Joseph F. Smith: A traumatized and beloved Mormon leader

Loving, devoted Mormon prophet or rage-prone abuser? Yes to both, says a new biography of Joseph F. Smith.

A new biography from historian Stephen C. Taysom offers a nuanced portrait of the turn-of-the-century Mormon leader. Courtesy of Amazon

(RNS) — In 2000 and 2001, The Church of Jesus Christ of Latter-day Saints focused its worldwide curriculum on the teachings of Joseph F. Smith (1838 – 1918), a nephew of the founding prophet, Joseph Smith Jr. JFS was the church’s sixth president.

An entire lesson in the manual was devoted to “The Wrongful Path of Abuse,” quoting JFS at length about how violence was “unthinkable” and praising him as a “tender and gentle man who expressed sorrow at any kind of abuse. He understood that violence would beget violence, and his own life was an honest expression of compassion and patience, warmth and understanding.”

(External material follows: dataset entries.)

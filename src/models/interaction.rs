use serde::{Deserialize, Serialize};

use crate::{
    error::{ClientError, ClientResult},
    models::movie::MAX_RATING,
};

/// A user's rating or watch event on a movie
///
/// Write-only: built by the client, posted once, never read back.
#[derive(Debug, Clone, Serialize, Deserialize, PartialEq)]
pub struct UserInteraction {
    pub user_id: u64,
    pub movie_id: u64,
    /// Rating on the 0-10 scale
    #[serde(default, skip_serializing_if = "Option::is_none")]
    pub rating: Option<f64>,
    #[serde(default)]
    pub watched: bool,
    /// Watch duration in seconds
    #[serde(default, skip_serializing_if = "Option::is_none")]
    pub watch_time: Option<u64>,
}

impl UserInteraction {
    pub fn rating(user_id: u64, movie_id: u64, rating: f64) -> Self {
        Self {
            user_id,
            movie_id,
            rating: Some(rating),
            watched: true,
            watch_time: None,
        }
    }

    pub fn watched(user_id: u64, movie_id: u64, watch_time: Option<u64>) -> Self {
        Self {
            user_id,
            movie_id,
            rating: None,
            watched: true,
            watch_time,
        }
    }

    pub fn validate(&self) -> ClientResult<()> {
        if self.movie_id == 0 {
            return Err(ClientError::InvalidInput(
                "movie id must be positive".to_string(),
            ));
        }

        if let Some(rating) = self.rating {
            if !(0.0..=MAX_RATING).contains(&rating) {
                return Err(ClientError::InvalidInput(format!(
                    "rating {} is outside 0-10",
                    rating
                )));
            }
        }

        Ok(())
    }
}

/// Backend acknowledgement of a recorded interaction
///
/// The payload is opaque; only success or failure of the request matters.
#[derive(Debug, Clone, Serialize, Deserialize, PartialEq)]
#[serde(transparent)]
pub struct InteractionAck(pub serde_json::Value);

impl InteractionAck {
    /// `message` field when the backend sends one
    pub fn message(&self) -> Option<&str> {
        self.0.get("message").and_then(|m| m.as_str())
    }
}

#[cfg(test)]
mod tests {
    use super::*;
    use serde_json::json;

    #[test]
    fn test_rating_serializes_without_absent_fields() {
        let interaction = UserInteraction::rating(1, 42, 8.0);
        let value = serde_json::to_value(&interaction).unwrap();
        assert_eq!(
            value,
            json!({ "user_id": 1, "movie_id": 42, "rating": 8.0, "watched": true })
        );
    }

    #[test]
    fn test_watched_carries_watch_time() {
        let interaction = UserInteraction::watched(3, 7, Some(5400));
        let value = serde_json::to_value(&interaction).unwrap();
        assert_eq!(
            value,
            json!({ "user_id": 3, "movie_id": 7, "watched": true, "watch_time": 5400 })
        );
    }

    #[test]
    fn test_validate_rejects_out_of_range_rating() {
        let interaction = UserInteraction::rating(1, 42, 10.5);
        assert!(matches!(
            interaction.validate(),
            Err(ClientError::InvalidInput(_))
        ));
        assert!(UserInteraction::rating(1, 42, 0.0).validate().is_ok());
        assert!(UserInteraction::rating(1, 42, 10.0).validate().is_ok());
    }

    #[test]
    fn test_validate_rejects_zero_movie_id() {
        assert!(UserInteraction::watched(1, 0, None).validate().is_err());
    }

    #[test]
    fn test_ack_message() {
        let ack = InteractionAck(json!({ "status": "success", "message": "Interaction recorded" }));
        assert_eq!(ack.message(), Some("Interaction recorded"));
        assert_eq!(InteractionAck(json!("ok")).message(), None);
    }
}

The lesson’s claim is not wholly untrue, as historian Stephen Taysom points out in the Afterword of his monumental biography of JFS, “Like a Fiery Meteor.” But it’s certainly selective, since JFS admitted in divorce affidavits to beating his first wife, Levira, in the 1860s; the only part he disputed was whether he’d attacked her with a rope or a small stick. He also verbally abused and threatened her, at one point saying he ought to drill a hole in her head and fill it with manure.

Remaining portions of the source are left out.